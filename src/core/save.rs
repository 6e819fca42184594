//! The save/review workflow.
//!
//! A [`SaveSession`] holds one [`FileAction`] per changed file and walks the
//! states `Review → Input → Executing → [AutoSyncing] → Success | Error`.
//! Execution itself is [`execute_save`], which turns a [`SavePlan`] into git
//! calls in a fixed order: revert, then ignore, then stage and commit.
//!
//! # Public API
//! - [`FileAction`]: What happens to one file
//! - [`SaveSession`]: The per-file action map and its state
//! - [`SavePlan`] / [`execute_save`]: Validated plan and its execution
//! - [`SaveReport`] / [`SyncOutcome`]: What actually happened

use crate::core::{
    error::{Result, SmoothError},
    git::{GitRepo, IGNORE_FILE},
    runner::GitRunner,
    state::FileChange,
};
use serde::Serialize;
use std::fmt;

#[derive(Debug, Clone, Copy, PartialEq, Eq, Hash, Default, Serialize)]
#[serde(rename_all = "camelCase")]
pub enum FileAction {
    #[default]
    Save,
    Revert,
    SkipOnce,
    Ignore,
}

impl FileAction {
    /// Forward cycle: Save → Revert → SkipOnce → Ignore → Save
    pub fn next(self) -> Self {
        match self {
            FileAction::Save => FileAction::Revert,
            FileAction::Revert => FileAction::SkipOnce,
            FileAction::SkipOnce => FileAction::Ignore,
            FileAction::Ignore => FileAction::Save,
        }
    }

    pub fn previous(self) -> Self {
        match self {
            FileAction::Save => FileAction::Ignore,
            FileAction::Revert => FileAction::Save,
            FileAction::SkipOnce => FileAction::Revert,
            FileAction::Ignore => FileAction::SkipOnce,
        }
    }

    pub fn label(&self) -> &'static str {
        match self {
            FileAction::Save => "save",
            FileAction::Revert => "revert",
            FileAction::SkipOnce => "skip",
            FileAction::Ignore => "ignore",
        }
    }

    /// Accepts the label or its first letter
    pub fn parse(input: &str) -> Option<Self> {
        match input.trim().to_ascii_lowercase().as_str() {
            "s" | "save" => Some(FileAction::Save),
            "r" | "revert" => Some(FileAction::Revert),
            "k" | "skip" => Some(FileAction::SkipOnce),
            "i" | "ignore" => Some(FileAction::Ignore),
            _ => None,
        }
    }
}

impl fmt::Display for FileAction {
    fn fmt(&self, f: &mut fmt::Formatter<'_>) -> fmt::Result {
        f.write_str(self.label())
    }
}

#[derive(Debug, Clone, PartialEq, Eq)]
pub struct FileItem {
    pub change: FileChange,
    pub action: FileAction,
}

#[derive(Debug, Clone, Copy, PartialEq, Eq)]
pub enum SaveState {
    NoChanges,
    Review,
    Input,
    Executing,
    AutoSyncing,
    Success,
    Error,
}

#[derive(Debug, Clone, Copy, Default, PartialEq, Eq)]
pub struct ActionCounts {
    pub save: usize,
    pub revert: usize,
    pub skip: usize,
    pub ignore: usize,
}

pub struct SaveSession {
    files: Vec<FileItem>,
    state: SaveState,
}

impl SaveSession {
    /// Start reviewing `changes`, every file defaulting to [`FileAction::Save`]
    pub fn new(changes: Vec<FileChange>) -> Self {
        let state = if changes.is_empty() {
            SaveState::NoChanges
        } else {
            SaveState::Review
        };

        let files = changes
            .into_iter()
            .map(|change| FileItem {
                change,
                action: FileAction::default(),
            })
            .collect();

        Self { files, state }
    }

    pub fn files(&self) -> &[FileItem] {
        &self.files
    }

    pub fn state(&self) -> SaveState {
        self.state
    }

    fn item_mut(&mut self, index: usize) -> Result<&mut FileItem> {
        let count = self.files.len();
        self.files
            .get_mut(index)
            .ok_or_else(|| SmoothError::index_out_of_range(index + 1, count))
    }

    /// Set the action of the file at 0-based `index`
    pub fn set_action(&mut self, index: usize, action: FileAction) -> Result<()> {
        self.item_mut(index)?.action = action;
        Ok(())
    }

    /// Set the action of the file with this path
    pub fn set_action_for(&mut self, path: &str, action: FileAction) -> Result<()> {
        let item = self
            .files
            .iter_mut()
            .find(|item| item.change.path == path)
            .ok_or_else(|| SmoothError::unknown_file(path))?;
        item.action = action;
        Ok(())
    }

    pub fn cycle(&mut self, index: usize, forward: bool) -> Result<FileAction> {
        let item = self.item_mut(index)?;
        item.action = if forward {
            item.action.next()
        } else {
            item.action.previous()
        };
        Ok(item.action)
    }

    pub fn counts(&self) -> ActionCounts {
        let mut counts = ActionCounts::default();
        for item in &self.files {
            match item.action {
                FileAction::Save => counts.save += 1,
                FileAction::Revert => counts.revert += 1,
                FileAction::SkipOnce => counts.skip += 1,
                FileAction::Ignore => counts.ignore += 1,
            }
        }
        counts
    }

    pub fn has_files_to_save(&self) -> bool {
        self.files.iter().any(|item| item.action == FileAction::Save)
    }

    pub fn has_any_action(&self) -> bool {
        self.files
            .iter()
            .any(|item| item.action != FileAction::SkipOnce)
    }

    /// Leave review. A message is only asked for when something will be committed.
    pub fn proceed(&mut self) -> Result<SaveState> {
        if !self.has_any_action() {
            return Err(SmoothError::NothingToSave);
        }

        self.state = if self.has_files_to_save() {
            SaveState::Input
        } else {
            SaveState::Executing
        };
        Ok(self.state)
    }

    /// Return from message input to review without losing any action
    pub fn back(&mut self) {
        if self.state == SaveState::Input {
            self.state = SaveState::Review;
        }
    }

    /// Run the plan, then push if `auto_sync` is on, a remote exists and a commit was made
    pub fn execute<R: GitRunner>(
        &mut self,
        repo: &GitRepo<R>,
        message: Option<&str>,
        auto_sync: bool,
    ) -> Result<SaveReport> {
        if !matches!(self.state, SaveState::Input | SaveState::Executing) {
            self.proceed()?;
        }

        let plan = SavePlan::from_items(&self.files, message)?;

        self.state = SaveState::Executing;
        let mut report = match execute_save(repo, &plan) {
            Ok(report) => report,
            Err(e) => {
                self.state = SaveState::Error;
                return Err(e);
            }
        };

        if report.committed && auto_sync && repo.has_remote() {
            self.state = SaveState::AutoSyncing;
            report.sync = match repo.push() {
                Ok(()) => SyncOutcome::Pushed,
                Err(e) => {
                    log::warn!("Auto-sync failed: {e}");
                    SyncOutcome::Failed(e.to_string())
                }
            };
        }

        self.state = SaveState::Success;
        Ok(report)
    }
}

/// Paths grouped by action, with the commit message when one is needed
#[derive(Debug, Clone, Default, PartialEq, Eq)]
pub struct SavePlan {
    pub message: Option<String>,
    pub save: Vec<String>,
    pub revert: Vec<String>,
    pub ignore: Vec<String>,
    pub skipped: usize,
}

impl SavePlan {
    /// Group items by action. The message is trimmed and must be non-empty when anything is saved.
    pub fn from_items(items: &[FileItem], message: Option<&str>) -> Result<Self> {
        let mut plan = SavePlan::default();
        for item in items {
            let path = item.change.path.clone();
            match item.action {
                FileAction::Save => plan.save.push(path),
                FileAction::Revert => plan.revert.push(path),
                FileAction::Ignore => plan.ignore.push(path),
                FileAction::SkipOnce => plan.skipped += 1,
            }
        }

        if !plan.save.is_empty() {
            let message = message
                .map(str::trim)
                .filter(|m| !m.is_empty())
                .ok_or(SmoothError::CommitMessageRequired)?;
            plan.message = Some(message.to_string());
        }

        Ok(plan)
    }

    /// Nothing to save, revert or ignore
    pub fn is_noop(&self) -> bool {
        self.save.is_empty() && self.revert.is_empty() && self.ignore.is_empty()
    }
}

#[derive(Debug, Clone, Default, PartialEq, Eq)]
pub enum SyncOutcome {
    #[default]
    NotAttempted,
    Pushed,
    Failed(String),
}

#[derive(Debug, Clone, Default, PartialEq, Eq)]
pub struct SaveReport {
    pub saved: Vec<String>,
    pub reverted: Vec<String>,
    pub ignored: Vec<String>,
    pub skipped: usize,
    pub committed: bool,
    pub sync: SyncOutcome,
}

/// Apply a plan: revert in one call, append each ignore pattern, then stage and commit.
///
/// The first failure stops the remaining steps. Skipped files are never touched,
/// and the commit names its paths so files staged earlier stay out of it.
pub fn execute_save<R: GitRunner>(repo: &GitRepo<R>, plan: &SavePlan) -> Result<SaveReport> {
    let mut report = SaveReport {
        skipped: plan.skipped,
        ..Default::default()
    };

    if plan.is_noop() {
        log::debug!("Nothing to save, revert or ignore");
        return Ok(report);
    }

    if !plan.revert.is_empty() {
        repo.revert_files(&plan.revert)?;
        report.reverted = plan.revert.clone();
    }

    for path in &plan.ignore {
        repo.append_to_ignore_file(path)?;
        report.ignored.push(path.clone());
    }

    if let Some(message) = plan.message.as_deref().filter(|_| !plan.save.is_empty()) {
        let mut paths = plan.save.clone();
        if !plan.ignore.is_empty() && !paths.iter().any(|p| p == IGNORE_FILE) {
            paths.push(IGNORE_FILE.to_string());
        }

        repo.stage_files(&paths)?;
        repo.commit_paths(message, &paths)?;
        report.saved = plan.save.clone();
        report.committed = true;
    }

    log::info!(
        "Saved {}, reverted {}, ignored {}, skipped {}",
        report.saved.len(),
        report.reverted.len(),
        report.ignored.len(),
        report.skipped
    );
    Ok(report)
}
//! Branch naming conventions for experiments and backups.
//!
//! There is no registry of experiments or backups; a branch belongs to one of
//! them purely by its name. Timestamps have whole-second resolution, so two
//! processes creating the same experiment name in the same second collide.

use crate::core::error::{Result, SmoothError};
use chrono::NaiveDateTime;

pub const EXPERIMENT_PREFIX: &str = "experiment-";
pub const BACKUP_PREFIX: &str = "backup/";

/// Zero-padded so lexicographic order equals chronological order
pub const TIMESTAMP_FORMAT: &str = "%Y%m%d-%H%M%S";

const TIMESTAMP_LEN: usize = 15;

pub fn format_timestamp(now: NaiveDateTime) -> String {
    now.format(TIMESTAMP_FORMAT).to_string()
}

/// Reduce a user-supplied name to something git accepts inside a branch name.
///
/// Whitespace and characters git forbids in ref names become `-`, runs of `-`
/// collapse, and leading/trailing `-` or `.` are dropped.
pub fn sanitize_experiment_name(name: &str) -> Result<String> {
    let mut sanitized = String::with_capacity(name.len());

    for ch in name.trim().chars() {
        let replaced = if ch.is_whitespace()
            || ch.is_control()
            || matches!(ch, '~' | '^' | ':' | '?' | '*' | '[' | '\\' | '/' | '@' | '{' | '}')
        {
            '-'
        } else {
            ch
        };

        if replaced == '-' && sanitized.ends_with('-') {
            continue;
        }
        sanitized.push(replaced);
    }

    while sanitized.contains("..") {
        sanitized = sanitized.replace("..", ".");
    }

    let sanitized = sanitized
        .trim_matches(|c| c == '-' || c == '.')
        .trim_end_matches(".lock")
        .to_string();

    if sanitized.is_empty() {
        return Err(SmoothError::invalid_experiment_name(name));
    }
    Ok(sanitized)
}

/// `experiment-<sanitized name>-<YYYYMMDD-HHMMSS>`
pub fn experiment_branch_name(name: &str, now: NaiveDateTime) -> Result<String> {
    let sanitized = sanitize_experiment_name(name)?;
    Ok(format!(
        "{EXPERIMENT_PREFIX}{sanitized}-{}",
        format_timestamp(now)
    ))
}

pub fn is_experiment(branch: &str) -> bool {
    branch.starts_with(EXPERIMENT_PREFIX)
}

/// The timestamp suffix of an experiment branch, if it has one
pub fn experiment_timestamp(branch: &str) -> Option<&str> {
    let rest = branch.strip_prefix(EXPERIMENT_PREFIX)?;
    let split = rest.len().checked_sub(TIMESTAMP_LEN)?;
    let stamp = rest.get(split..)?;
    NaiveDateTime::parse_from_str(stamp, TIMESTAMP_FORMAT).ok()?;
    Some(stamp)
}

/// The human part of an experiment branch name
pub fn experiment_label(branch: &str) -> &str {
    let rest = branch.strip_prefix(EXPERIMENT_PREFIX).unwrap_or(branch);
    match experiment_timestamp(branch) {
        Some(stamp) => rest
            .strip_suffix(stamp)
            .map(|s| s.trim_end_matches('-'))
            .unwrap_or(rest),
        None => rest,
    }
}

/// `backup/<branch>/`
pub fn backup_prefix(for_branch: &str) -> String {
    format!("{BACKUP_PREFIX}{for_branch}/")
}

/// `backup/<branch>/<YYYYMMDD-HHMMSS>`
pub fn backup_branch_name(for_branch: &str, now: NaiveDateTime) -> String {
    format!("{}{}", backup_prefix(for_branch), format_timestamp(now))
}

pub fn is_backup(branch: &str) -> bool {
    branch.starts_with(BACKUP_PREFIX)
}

Problem to solve: The expected result is every line above containing the string "crate".

Result:
use crate::core::{
use crate::core::error::{Result, SmoothError};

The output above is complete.